**YOUR ASSIGNMENT**
Down to the last character, write out the records below.

**INPUT DATA**
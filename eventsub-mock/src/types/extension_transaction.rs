//! `extension.bits_transaction.create`: bits were spent in an extension.

use eventsub_shared::{EventsubCondition, MockEventParameters, Transport};
use serde::Serialize;
use serde_json::Value;

use super::{amount_or, to_body, Broadcaster, User, WEBHOOK_ONLY};
use crate::errors::EventError;
use crate::events::{EventDefinition, MockEvent, TopicMapping};
use crate::random;

const DEFAULT_BITS: i64 = 1;

static DEFINITION: EventDefinition = EventDefinition {
    name: "extension_transaction",
    version: "1",
    transports: WEBHOOK_ONLY,
    triggers: &["transaction"],
    mapping: &[TopicMapping::new(
        Transport::Webhook,
        &[("transaction", "extension.bits_transaction.create")],
    )],
};

/// Mock `extension.bits_transaction.create` event.
#[derive(Debug, Clone, Copy, Default)]
pub struct ExtensionTransaction;

#[derive(Serialize)]
struct TransactionEvent<'a> {
    id: String,
    extension_client_id: String,
    #[serde(flatten)]
    broadcaster: Broadcaster<'a>,
    #[serde(flatten)]
    user: User<'a>,
    product: Product<'a>,
}

#[derive(Serialize)]
struct Product<'a> {
    name: &'static str,
    sku: &'a str,
    bits: i64,
    in_development: bool,
}

fn extension_client_id(params: &MockEventParameters) -> String {
    params
        .client_id
        .clone()
        .unwrap_or_else(random::random_client_id)
}

impl MockEvent for ExtensionTransaction {
    fn definition(&self) -> &'static EventDefinition {
        &DEFINITION
    }

    fn condition(&self, params: &MockEventParameters) -> EventsubCondition {
        EventsubCondition {
            extension_client_id: Some(extension_client_id(params)),
            ..Default::default()
        }
    }

    fn event_body(&self, _topic: &str, params: &MockEventParameters) -> Result<Value, EventError> {
        to_body(&TransactionEvent {
            id: params.event_message_id.clone(),
            extension_client_id: extension_client_id(params),
            broadcaster: Broadcaster::of(params),
            user: User::of(params),
            product: Product {
                name: "Test Trigger Item from CLI",
                sku: params.item_id.as_deref().unwrap_or("testItemSku"),
                bits: amount_or(params, || DEFAULT_BITS),
                in_development: true,
            },
        })
    }
}

#[cfg(test)]
mod tests {
    use super::*;
    use crate::types::test_support::{params, payload};

    #[test]
    fn test_transaction_condition_uses_extension_client() {
        let request = params("transaction").with_client_id("ext").with_cost(250);
        let payload = payload(&ExtensionTransaction, &request);

        let condition = &payload["subscription"]["condition"];
        assert_eq!(condition["extension_client_id"], "ext");
        assert!(condition.get("broadcaster_user_id").is_none());

        let body = &payload["event"];
        assert_eq!(body["id"], "msg-1");
        assert_eq!(body["product"]["bits"], 250);
        assert_eq!(body["product"]["sku"], "testItemSku");
    }
}
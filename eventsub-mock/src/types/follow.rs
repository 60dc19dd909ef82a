//! `channel.follow` version 2. Version 1 was retired from production.

use eventsub_shared::{EventsubCondition, MockEventParameters};
use serde::Serialize;
use serde_json::Value;

use super::{to_body, Broadcaster, User, BOTH_TRANSPORTS};
use crate::errors::EventError;
use crate::events::{EventDefinition, MockEvent, TopicMapping};

const TOPICS: &[(&str, &str)] = &[("follow", "channel.follow")];

static DEFINITION: EventDefinition = EventDefinition {
    name: "follow",
    version: "2",
    transports: BOTH_TRANSPORTS,
    triggers: &["follow"],
    mapping: &TopicMapping::mirrored(TOPICS),
};

/// Mock `channel.follow` event.
#[derive(Debug, Clone, Copy, Default)]
pub struct Follow;

#[derive(Serialize)]
struct FollowEvent<'a> {
    #[serde(flatten)]
    user: User<'a>,
    #[serde(flatten)]
    broadcaster: Broadcaster<'a>,
    followed_at: &'a str,
}

impl MockEvent for Follow {
    fn definition(&self) -> &'static EventDefinition {
        &DEFINITION
    }

    fn condition(&self, params: &MockEventParameters) -> EventsubCondition {
        EventsubCondition::broadcaster(&params.to_user_id).with_moderator(&params.to_user_id)
    }

    fn event_body(&self, _topic: &str, params: &MockEventParameters) -> Result<Value, EventError> {
        to_body(&FollowEvent {
            user: User::of(params),
            broadcaster: Broadcaster::of(params),
            followed_at: &params.timestamp,
        })
    }
}

#[cfg(test)]
mod tests {
    use super::*;
    use crate::types::test_support::{params, payload};

    #[test]
    fn test_follow_v2_condition_has_moderator() {
        let payload = payload(&Follow, &params("follow"));
        assert_eq!(payload["subscription"]["version"], "2");
        assert_eq!(payload["subscription"]["condition"]["moderator_user_id"], "1234");
        assert_eq!(payload["event"]["followed_at"], "2024-05-01T12:00:00Z");
        assert_eq!(payload["event"]["user_login"], "viewer");
    }
}
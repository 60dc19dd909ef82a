//! Payload generation error types.

use thiserror::Error;

/// Errors that can occur while building a mock payload.
///
/// Payload shapes are fixed at compile time, so these indicate a bug rather
/// than bad input.
#[derive(Error, Debug)]
pub enum EventError {
    /// Failed to serialize the envelope or event body.
    #[error("Serialization error: {0}")]
    Serialization(#[from] serde_json::Error),
}
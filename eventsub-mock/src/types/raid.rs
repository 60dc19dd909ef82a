//! `channel.raid`: one broadcaster raided another.

use eventsub_shared::{EventsubCondition, MockEventParameters};
use serde::Serialize;
use serde_json::Value;

use super::{to_body, BOTH_TRANSPORTS};
use crate::errors::EventError;
use crate::events::{EventDefinition, MockEvent, TopicMapping};
use crate::random;

const TOPICS: &[(&str, &str)] = &[("raid", "channel.raid")];

static DEFINITION: EventDefinition = EventDefinition {
    name: "raid",
    version: "1",
    transports: BOTH_TRANSPORTS,
    triggers: &["raid"],
    mapping: &TopicMapping::mirrored(TOPICS),
};

/// Mock `channel.raid` event. The "from" user raids the "to" user.
#[derive(Debug, Clone, Copy, Default)]
pub struct Raid;

#[derive(Serialize)]
struct RaidEvent<'a> {
    from_broadcaster_user_id: &'a str,
    from_broadcaster_user_login: &'a str,
    from_broadcaster_user_name: &'a str,
    to_broadcaster_user_id: &'a str,
    to_broadcaster_user_login: &'a str,
    to_broadcaster_user_name: &'a str,
    viewers: i64,
}

impl MockEvent for Raid {
    fn definition(&self) -> &'static EventDefinition {
        &DEFINITION
    }

    fn condition(&self, params: &MockEventParameters) -> EventsubCondition {
        EventsubCondition {
            to_broadcaster_user_id: Some(params.to_user_id.clone()),
            ..Default::default()
        }
    }

    fn event_body(&self, _topic: &str, params: &MockEventParameters) -> Result<Value, EventError> {
        to_body(&RaidEvent {
            from_broadcaster_user_id: &params.from_user_id,
            from_broadcaster_user_login: &params.from_user_login,
            from_broadcaster_user_name: &params.from_user_name,
            to_broadcaster_user_id: &params.to_user_id,
            to_broadcaster_user_login: &params.to_user_login,
            to_broadcaster_user_name: &params.to_user_name,
            viewers: random::random_viewer_count(),
        })
    }
}

#[cfg(test)]
mod tests {
    use super::*;
    use crate::types::test_support::{params, payload};

    #[test]
    fn test_raid_body() {
        let payload = payload(&Raid, &params("raid"));
        assert_eq!(payload["subscription"]["condition"]["to_broadcaster_user_id"], "1234");

        let body = &payload["event"];
        assert_eq!(body["from_broadcaster_user_id"], "5678");
        assert_eq!(body["to_broadcaster_user_login"], "broadcaster");
        assert!(body["viewers"].as_i64().unwrap() >= 0);
    }
}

**SOLUTION TO THIS TASK**
filename eventsub-mock/src/types/extension_transaction.rs
//! `extension.bits_transaction.create`: bits were spent in an extension.

use eventsub_shared::{EventsubCondition, MockEventParameters, Transport};
use serde::Serialize;
use serde_json::Value;

use super::{amount_or, to_body, Broadcaster, User, WEBHOOK_ONLY};
use crate::errors::EventError;
use crate::events::{EventDefinition, MockEvent, TopicMapping};
use crate::random;

const DEFAULT_BITS: i64 = 1;

static DEFINITION: EventDefinition = EventDefinition {
    name: "extension_transaction",
    version: "1",
    transports: WEBHOOK_ONLY,
    triggers: &["transaction"],
    mapping: &[TopicMapping::new(
        Transport::Webhook,
        &[("transaction", "extension.bits_transaction.create")],
    )],
};

/// Mock `extension.bits_transaction.create` event.
#[derive(Debug, Clone, Copy, Default)]
pub struct ExtensionTransaction;

#[derive(Serialize)]
struct TransactionEvent<'a> {
    id: String,
    extension_client_id: String,
    #[serde(flatten)]
    broadcaster: Broadcaster<'a>,
    #[serde(flatten)]
    user: User<'a>,
    product: Product<'a>,
}

#[derive(Serialize)]
struct Product<'a> {
    name: &'static str,
    sku: &'a str,
    bits: i64,
    in_development: bool,
}

fn extension_client_id(params: &MockEventParameters) -> String {
    params
        .client_id
        .clone()
        .unwrap_or_else(random::random_client_id)
}

impl MockEvent for ExtensionTransaction {
    fn definition(&self) -> &'static EventDefinition {
        &DEFINITION
    }

    fn condition(&self, params: &MockEventParameters) -> EventsubCondition {
        EventsubCondition {
            extension_client_id: Some(extension_client_id(params)),
            ..Default::default()
        }
    }

    fn event_body(&self, _topic: &str, params: &MockEventParameters) -> Result<Value, EventError> {
        to_body(&TransactionEvent {
            id: params.event_message_id.clone(),
            extension_client_id: extension_client_id(params),
            broadcaster: Broadcaster::of(params),
            user: User::of(params),
            product: Product {
                name: "Test Trigger Item from CLI",
                sku: params.item_id.as_deref().unwrap_or("testItemSku"),
                bits: amount_or(params, || DEFAULT_BITS),
                in_development: true,
            },
        })
    }
}

#[cfg(test)]
mod tests {
    use super::*;
    use crate::types::test_support::{params, payload};

    #[test]
    fn test_transaction_condition_uses_extension_client() {
        let request = params("transaction").with_client_id("ext").with_cost(250);
        let payload = payload(&ExtensionTransaction, &request);

        let condition = &payload["subscription"]["condition"];
        assert_eq!(condition["extension_client_id"], "ext");
        assert!(condition.get("broadcaster_user_id").is_none());

        let body = &payload["event"];
        assert_eq!(body["id"], "msg-1");
        assert_eq!(body["product"]["bits"], 250);
        assert_eq!(body["product"]["sku"], "testItemSku");
    }
}
filename eventsub-mock/src/types/follow.rs
repository 60dc19dd909ef82a
//! `channel.follow` version 2. Version 1 was retired from production.

use eventsub_shared::{EventsubCondition, MockEventParameters};
use serde::Serialize;
use serde_json::Value;

use super::{to_body, Broadcaster, User, BOTH_TRANSPORTS};
use crate::errors::EventError;
use crate::events::{EventDefinition, MockEvent, TopicMapping};

const TOPICS: &[(&str, &str)] = &[("follow", "channel.follow")];

static DEFINITION: EventDefinition = EventDefinition {
    name: "follow",
    version: "2",
    transports: BOTH_TRANSPORTS,
    triggers: &["follow"],
    mapping: &TopicMapping::mirrored(TOPICS),
};

/// Mock `channel.follow` event.
#[derive(Debug, Clone, Copy, Default)]
pub struct Follow;

#[derive(Serialize)]
struct FollowEvent<'a> {
    #[serde(flatten)]
    user: User<'a>,
    #[serde(flatten)]
    broadcaster: Broadcaster<'a>,
    followed_at: &'a str,
}

impl MockEvent for Follow {
    fn definition(&self) -> &'static EventDefinition {
        &DEFINITION
    }

    fn condition(&self, params: &MockEventParameters) -> EventsubCondition {
        EventsubCondition::broadcaster(&params.to_user_id).with_moderator(&params.to_user_id)
    }

    fn event_body(&self, _topic: &str, params: &MockEventParameters) -> Result<Value, EventError> {
        to_body(&FollowEvent {
            user: User::of(params),
            broadcaster: Broadcaster::of(params),
            followed_at: &params.timestamp,
        })
    }
}

#[cfg(test)]
mod tests {
    use super::*;
    use crate::types::test_support::{params, payload};

    #[test]
    fn test_follow_v2_condition_has_moderator() {
        let payload = payload(&Follow, &params("follow"));
        assert_eq!(payload["subscription"]["version"], "2");
        assert_eq!(payload["subscription"]["condition"]["moderator_user_id"], "1234");
        assert_eq!(payload["event"]["followed_at"], "2024-05-01T12:00:00Z");
        assert_eq!(payload["event"]["user_login"], "viewer");
    }
}
repository 60dc19dd909ef82a
//! Payload generation error types.

use thiserror::Error;

/// Errors that can occur while building a mock payload.
///
/// Payload shapes are fixed at compile time, so these indicate a bug rather
/// than bad input.
#[derive(Error, Debug)]
pub enum EventError {
    /// Failed to serialize the envelope or event body.
    #[error("Serialization error: {0}")]
    Serialization(#[from] serde_json::Error),
}
filename eventsub-mock/src/types/raid.rs
repository 60dc19dd909ef82a
//! `channel.raid`: one broadcaster raided another.

use eventsub_shared::{EventsubCondition, MockEventParameters};
use serde::Serialize;
use serde_json::Value;

use super::{to_body, BOTH_TRANSPORTS};
use crate::errors::EventError;
use crate::events::{EventDefinition, MockEvent, TopicMapping};
use crate::random;

const TOPICS: &[(&str, &str)] = &[("raid", "channel.raid")];

static DEFINITION: EventDefinition = EventDefinition {
    name: "raid",
    version: "1",
    transports: BOTH_TRANSPORTS,
    triggers: &["raid"],
    mapping: &TopicMapping::mirrored(TOPICS),
};

/// Mock `channel.raid` event. The "from" user raids the "to" user.
#[derive(Debug, Clone, Copy, Default)]
pub struct Raid;

#[derive(Serialize)]
struct RaidEvent<'a> {
    from_broadcaster_user_id: &'a str,
    from_broadcaster_user_login: &'a str,
    from_broadcaster_user_name: &'a str,
    to_broadcaster_user_id: &'a str,
    to_broadcaster_user_login: &'a str,
    to_broadcaster_user_name: &'a str,
    viewers: i64,
}

impl MockEvent for Raid {
    fn definition(&self) -> &'static EventDefinition {
        &DEFINITION
    }

    fn condition(&self, params: &MockEventParameters) -> EventsubCondition {
        EventsubCondition {
            to_broadcaster_user_id: Some(params.to_user_id.clone()),
            ..Default::default()
        }
    }

    fn event_body(&self, _topic: &str, params: &MockEventParameters) -> Result<Value, EventError> {
        to_body(&RaidEvent {
            from_broadcaster_user_id: &params.from_user_id,
            from_broadcaster_user_login: &params.from_user_login,
            from_broadcaster_user_name: &params.from_user_name,
            to_broadcaster_user_id: &params.to_user_id,
            to_broadcaster_user_login: &params.to_user_login,
            to_broadcaster_user_name: &params.to_user_name,
            viewers: random::random_viewer_count(),
        })
    }
}

#[cfg(test)]
mod tests {
    use super::*;
    use crate::types::test_support::{params, payload};

    #[test]
    fn test_raid_body() {
        let payload = payload(&Raid, &params("raid"));
        assert_eq!(payload["subscription"]["condition"]["to_broadcaster_user_id"], "1234");

        let body = &payload["event"];
        assert_eq!(body["from_broadcaster_user_id"], "5678");
        assert_eq!(body["to_broadcaster_user_login"], "broadcaster");
        assert!(body["viewers"].as_i64().unwrap() >= 0);
    }
}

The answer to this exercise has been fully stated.